Form T1135, the Foreign Income Verification Statement, is intended to share with the Canada Revenue Agency (CRA) information about any assets you have that are considered “specified foreign property.”Getty Images/iStockphoto

An informal interview of students at Harvard University revealed that the most difficult course you can take at the school is Physics 16: Mechanics and Special Relativity. Students can expect to spend 11 hours outside of class each weekend just to keep up. As one former student suggested: "Physics 16 will sometimes control your life." A full 85 per cent of students who take the course rate it as "difficult" or "very difficult," although 93 per cent of those who make it through would recommend it to others.

Now, you may not be a student at Harvard.
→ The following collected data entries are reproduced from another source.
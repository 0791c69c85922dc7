//! Chat-completion backends used for grounded answer generation.

use std::fmt;

use serde::{Deserialize, Serialize};
use tracing::debug;

use crate::{
    config::Settings,
    error::{Error, Result},
    openai::ApiClient,
};

#[derive(Debug, Clone, Copy, PartialEq, Eq, Serialize, Deserialize)]
#[serde(rename_all = "lowercase")]
pub enum Role {
    System,
    User,
    Assistant,
}

impl Role {
    pub fn as_str(self) -> &'static str {
        match self {
            Self::System => "system",
            Self::User => "user",
            Self::Assistant => "assistant",
        }
    }
}

impl fmt::Display for Role {
    fn fmt(&self, f: &mut fmt::Formatter<'_>) -> fmt::Result {
        f.write_str(self.as_str())
    }
}

/// One conversation turn.
#[derive(Debug, Clone, PartialEq, Eq, Serialize, Deserialize)]
pub struct ChatMessage {
    pub role: Role,
    pub content: String,
}

impl ChatMessage {
    pub fn new(role: Role, content: impl Into<String>) -> Self {
        Self {
            role,
            content: content.into(),
        }
    }

    pub fn system(content: impl Into<String>) -> Self {
        Self::new(Role::System, content)
    }

    pub fn user(content: impl Into<String>) -> Self {
        Self::new(Role::User, content)
    }

    pub fn assistant(content: impl Into<String>) -> Self {
        Self::new(Role::Assistant, content)
    }
}

/// A model that answers a list of messages with one reply.
pub trait ChatModel: Send + Sync {
    fn model_id(&self) -> &str;

    /// Single blocking call; no retries and no streaming.
    fn complete(&self, messages: &[ChatMessage]) -> Result<String>;
}

#[derive(Serialize)]
struct CompletionRequest<'a> {
    model: &'a str,
    messages: &'a [ChatMessage],
}

#[derive(Deserialize)]
struct CompletionResponse {
    #[serde(default)]
    choices: Vec<Choice>,
}

#[derive(Deserialize)]
struct Choice {
    message: ResponseMessage,
}

#[derive(Deserialize)]
struct ResponseMessage {
    #[serde(default)]
    content: Option<String>,
}

/// An OpenAI-compatible `/chat/completions` endpoint.
#[derive(Debug)]
pub struct OpenAiChat {
    client: ApiClient,
    model: String,
}

impl OpenAiChat {
    pub fn new(client: ApiClient, model: impl Into<String>) -> Self {
        Self {
            client,
            model: model.into(),
        }
    }

    /// Chat client for the configured model. A missing key is `Error::Config`.
    pub fn from_settings(settings: &Settings) -> Result<Self> {
        let model = settings.chat_model.trim();
        if model.is_empty() {
            return Err(Error::Config("no chat model configured".to_string()));
        }
        Ok(Self::new(ApiClient::from_settings(settings)?, model))
    }
}

impl ChatModel for OpenAiChat {
    fn model_id(&self) -> &str {
        &self.model
    }

    fn complete(&self, messages: &[ChatMessage]) -> Result<String> {
        debug!(model = %self.model, messages = messages.len(), "requesting completion");
        let response: CompletionResponse = self.client.post_json(
            "chat/completions",
            &CompletionRequest {
                model: &self.model,
                messages,
            },
            Error::Chat,
        )?;
        first_content(response)
    }
}

fn first_content(response: CompletionResponse) -> Result<String> {
    response
        .choices
        .into_iter()
        .next()
        .and_then(|choice| choice.message.content)
        .ok_or_else(|| Error::Chat("response contained no message content".into()))
}
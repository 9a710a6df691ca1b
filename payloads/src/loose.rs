//! Lenient numeric parsing for backend data.
//!
//! The booking backend stores prices as whatever the last writer sent:
//! numbers, numeric strings, empty strings, `null`, or nothing at all. These
//! helpers never fail on bad numeric input; they yield `None` or a caller
//! supplied fallback instead.

use std::str::FromStr;

use rust_decimal::Decimal;
use serde::{Deserialize, Deserializer};
use serde_json::Value;

/// Parse decimal text, accepting plain and scientific notation.
///
/// Returns `None` for empty, non-numeric, `NaN` and infinite input.
pub fn parse_decimal(text: &str) -> Option<Decimal> {
    let text = text.trim();
    if text.is_empty() {
        return None;
    }
    Decimal::from_str(text)
        .or_else(|_| Decimal::from_scientific(text))
        .ok()
}

/// Parse decimal text, substituting `fallback` when it isn't a number.
pub fn safe_decimal(text: &str, fallback: Decimal) -> Decimal {
    parse_decimal(text).unwrap_or(fallback)
}

/// Interpret a JSON value as a decimal.
pub fn decimal_from_value(value: &Value) -> Option<Decimal> {
    match value {
        Value::Number(n) => parse_decimal(&n.to_string()),
        Value::String(s) => parse_decimal(s),
        _ => None,
    }
}

/// [`safe_decimal`] for JSON values; `null` and non-numeric values give
/// `fallback`.
pub fn loose_decimal(value: &Value, fallback: Decimal) -> Decimal {
    decimal_from_value(value).unwrap_or(fallback)
}

/// `deserialize_with` helper yielding `None` for anything unparseable.
pub fn optional_decimal<'de, D>(
    deserializer: D,
) -> Result<Option<Decimal>, D::Error>
where
    D: Deserializer<'de>,
{
    let value = Value::deserialize(deserializer)?;
    Ok(decimal_from_value(&value))
}

/// `deserialize_with` helper yielding zero for anything unparseable.
pub fn decimal_or_zero<'de, D>(deserializer: D) -> Result<Decimal, D::Error>
where
    D: Deserializer<'de>,
{
    let value = Value::deserialize(deserializer)?;
    Ok(loose_decimal(&value, Decimal::ZERO))
}
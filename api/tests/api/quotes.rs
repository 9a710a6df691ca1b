use jiff::civil::date;
use payloads::requests::{
    DayEdit, DepositOption, DistributeTotal, EditDay, PriceField, QuoteRequest,
};
use payloads::{HotelId, PricingDay};
use reqwest::StatusCode;
use rust_decimal::dec;
use test_helpers::{assert_status_code, room, spawn_app};

fn quote_request(hotel_id: &HotelId) -> QuoteRequest {
    QuoteRequest {
        hotel_id: hotel_id.clone(),
        checkin: date(2025, 1, 1),
        checkout: date(2025, 1, 4),
        rooms: vec![room("dbl", 1)],
    }
}

#[tokio::test]
async fn quote_applies_rate_calendar_overrides() -> anyhow::Result<()> {
    let app = spawn_app().await;
    let (seaside, _) = app.seed_hotels();

    let quote = app.client.quote(&quote_request(&seaside.id)).await?;
    let days = &quote.rooms[0].pricing_by_day;
    let nightly: Vec<_> =
        days.iter().map(|d| d.total_price_with_commission).collect();
    assert_eq!(nightly, [dec!(108), dec!(162), dec!(108)]);
    assert_eq!(days[1].date, date(2025, 1, 2));

    assert_eq!(quote.summary.total_amount, dec!(280));
    assert_eq!(quote.summary.total_commission, dec!(98));
    assert_eq!(quote.summary.number_of_nights, 3);
    assert_eq!(quote.summary.one_night_cost, dec!(80));
    assert_eq!(quote.summary.final_deposit, dec!(178));

    let options: Vec<_> = quote
        .deposit_options
        .iter()
        .map(|o| (o.option, o.amount))
        .collect();
    assert_eq!(
        options,
        [
            (DepositOption::CommissionOnly, dec!(98)),
            (DepositOption::CommissionPlusOneNight, dec!(178)),
            (DepositOption::FullAmount, dec!(378)),
        ]
    );
    Ok(())
}

#[tokio::test]
async fn quote_scales_with_room_count() -> anyhow::Result<()> {
    let app = spawn_app().await;
    let (seaside, _) = app.seed_hotels();

    let mut request = quote_request(&seaside.id);
    request.rooms = vec![room("dbl", 2), room("suite", 1)];
    let quote = app.client.quote(&request).await?;

    // suites: 3 nights at 200 + 160 * 15% = 224, root 160
    assert_eq!(quote.summary.total_amount, dec!(280) * dec!(2) + dec!(480));
    assert_eq!(
        quote.summary.total_commission,
        dec!(98) * dec!(2) + (dec!(672) - dec!(480))
    );
    assert_eq!(quote.summary.one_night_cost, dec!(160) + dec!(160));
    Ok(())
}

#[tokio::test]
async fn quote_validation() -> anyhow::Result<()> {
    let app = spawn_app().await;
    let (seaside, _) = app.seed_hotels();

    let mut no_rooms = quote_request(&seaside.id);
    no_rooms.rooms.clear();
    assert_status_code(
        app.client.quote(&no_rooms).await,
        StatusCode::BAD_REQUEST,
    );

    let mut twice = quote_request(&seaside.id);
    twice.rooms = vec![room("dbl", 1), room("dbl", 1)];
    assert_status_code(app.client.quote(&twice).await, StatusCode::BAD_REQUEST);

    let mut zero = quote_request(&seaside.id);
    zero.rooms = vec![room("dbl", 0)];
    assert_status_code(app.client.quote(&zero).await, StatusCode::BAD_REQUEST);

    let mut unknown_type = quote_request(&seaside.id);
    unknown_type.rooms = vec![room("penthouse", 1)];
    assert_status_code(
        app.client.quote(&unknown_type).await,
        StatusCode::BAD_REQUEST,
    );

    let mut backwards = quote_request(&seaside.id);
    backwards.checkout = backwards.checkin;
    assert_status_code(
        app.client.quote(&backwards).await,
        StatusCode::BAD_REQUEST,
    );

    assert_status_code(
        app.client.quote(&quote_request(&HotelId("nowhere".into()))).await,
        StatusCode::NOT_FOUND,
    );
    Ok(())
}

async fn quoted_days(
    app: &test_helpers::TestApp,
) -> anyhow::Result<Vec<PricingDay>> {
    let (seaside, _) = app.seed_hotels();
    let quote = app.client.quote(&quote_request(&seaside.id)).await?;
    Ok(quote.rooms[0].pricing_by_day.clone())
}

#[tokio::test]
async fn distribute_total_puts_remainder_on_last_day() -> anyhow::Result<()> {
    let app = spawn_app().await;
    let days = quoted_days(&app).await?;

    let distributed = app
        .client
        .distribute_total(&DistributeTotal {
            days: days.clone(),
            total: dec!(100),
            field: PriceField::Price,
        })
        .await?;
    let prices: Vec<_> = distributed.iter().map(|d| d.price).collect();
    assert_eq!(prices, [dec!(33.33), dec!(33.33), dec!(33.34)]);
    // root prices untouched, totals recomputed
    assert_eq!(distributed[1].root_price, dec!(120));
    assert_eq!(distributed[1].total_price_with_commission, dec!(45.33));

    let roots = app
        .client
        .distribute_total(&DistributeTotal {
            days: days.clone(),
            total: dec!(300),
            field: PriceField::RootPrice,
        })
        .await?;
    assert!(roots.iter().all(|d| d.root_price == dec!(100)));

    for total in [dec!(10.005), dec!(-1)] {
        assert_status_code(
            app.client
                .distribute_total(&DistributeTotal {
                    days: days.clone(),
                    total,
                    field: PriceField::Price,
                })
                .await,
            StatusCode::BAD_REQUEST,
        );
    }
    assert_status_code(
        app.client
            .distribute_total(&DistributeTotal {
                days: vec![],
                total: dec!(10),
                field: PriceField::Price,
            })
            .await,
        StatusCode::BAD_REQUEST,
    );
    Ok(())
}

#[tokio::test]
async fn edit_single_day() -> anyhow::Result<()> {
    let app = spawn_app().await;
    let days = quoted_days(&app).await?;

    let edited = app
        .client
        .edit_day(&EditDay {
            days: days.clone(),
            date: date(2025, 1, 2),
            edit: DayEdit {
                price: Some(dec!(140)),
                ..Default::default()
            },
        })
        .await?;
    assert_eq!(edited[1].total_price_with_commission, dec!(152));
    assert_eq!(edited[0], days[0]);
    assert_eq!(edited[2], days[2]);

    assert_status_code(
        app.client
            .edit_day(&EditDay {
                days: days.clone(),
                date: date(2025, 2, 1),
                edit: DayEdit {
                    price: Some(dec!(1)),
                    ..Default::default()
                },
            })
            .await,
        StatusCode::BAD_REQUEST,
    );
    assert_status_code(
        app.client
            .edit_day(&EditDay {
                days,
                date: date(2025, 1, 1),
                edit: DayEdit {
                    commission_rate: Some(dec!(-5)),
                    ..Default::default()
                },
            })
            .await,
        StatusCode::BAD_REQUEST,
    );
    Ok(())
}

#[tokio::test]
async fn oversized_amounts_are_rejected() -> anyhow::Result<()> {
    let app = spawn_app().await;
    let days = quoted_days(&app).await?;

    assert_status_code(
        app.client
            .edit_day(&EditDay {
                days: days.clone(),
                date: date(2025, 1, 1),
                edit: DayEdit {
                    root_price: Some(rust_decimal::Decimal::MAX),
                    commission_rate: Some(dec!(100)),
                    ..Default::default()
                },
            })
            .await,
        StatusCode::BAD_REQUEST,
    );
    assert_status_code(
        app.client
            .distribute_total(&DistributeTotal {
                days,
                total: rust_decimal::Decimal::MAX,
                field: PriceField::RootPrice,
            })
            .await,
        StatusCode::BAD_REQUEST,
    );

    // the server is still serving
    app.client.health_check().await?;
    Ok(())
}
use jiff::Timestamp;
use jiff::civil::Date;
use jiff::tz::TimeZone;
#[cfg(feature = "mock-time")]
use std::sync::{Arc, Mutex};

#[derive(Clone)]
pub struct TimeSource {
    #[cfg(feature = "mock-time")]
    time: Arc<Mutex<Timestamp>>,
}

impl TimeSource {
    #[allow(clippy::new_without_default)]
    #[cfg(not(feature = "mock-time"))]
    pub fn new() -> Self {
        Self {}
    }

    #[cfg(feature = "mock-time")]
    pub fn new(initial_time: Timestamp) -> Self {
        Self {
            time: Arc::new(Mutex::new(initial_time)),
        }
    }

    #[cfg(not(feature = "mock-time"))]
    pub fn now(&self) -> Timestamp {
        Timestamp::now()
    }

    #[cfg(feature = "mock-time")]
    pub fn now(&self) -> Timestamp {
        *self.time.lock().unwrap()
    }

    #[cfg(feature = "mock-time")]
    pub fn advance(&self, duration: jiff::Span) {
        *self.time.lock().unwrap() += duration;
    }

    #[cfg(feature = "mock-time")]
    pub fn set(&self, time: Timestamp) {
        *self.time.lock().unwrap() = time;
    }

    /// The calendar date right now in the hotel's time zone.
    pub fn today(&self, time_zone: &TimeZone) -> Date {
        self.now().to_zoned(time_zone.clone()).date()
    }
}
But if you're a Canadian taxpayer, you too can experience the same feelings of anxiety, stress and 11 hours of hard work on the weekend by pulling out your tax forms and figuring them out. Form T1135, in particular, is a challenge, and can result in numbness, sweating and headaches. Unlike Physics 16, however, 93 per cent would certainly not recommend it to others – if you can avoid it. Here's a primer on the T1135.


Form T1135, the Foreign Income Verification Statement, is intended to share with the Canada Revenue Agency (CRA) information about any assets you have that are considered "specified foreign property." Form T1135 is not a tax return, but simply an information statement which may cause CRA to check out your tax return to ensure you've been reporting income from those foreign assets.


Our tax law provides that you must file Form T1135 if you owned certain foreign investments or assets where the total cost of these assets is more than $100,000 at any time in the year. These assets include cash in a bank account outside of Canada, foreign debt including government or corporate bonds, tangible property such as real estate or artwork located outside of Canada, shares in foreign corporations, shares of Canadian corporations held in an account outside of Canada, precious metals, gold certificates, futures contracts and a few other less common assets held outside of Canada.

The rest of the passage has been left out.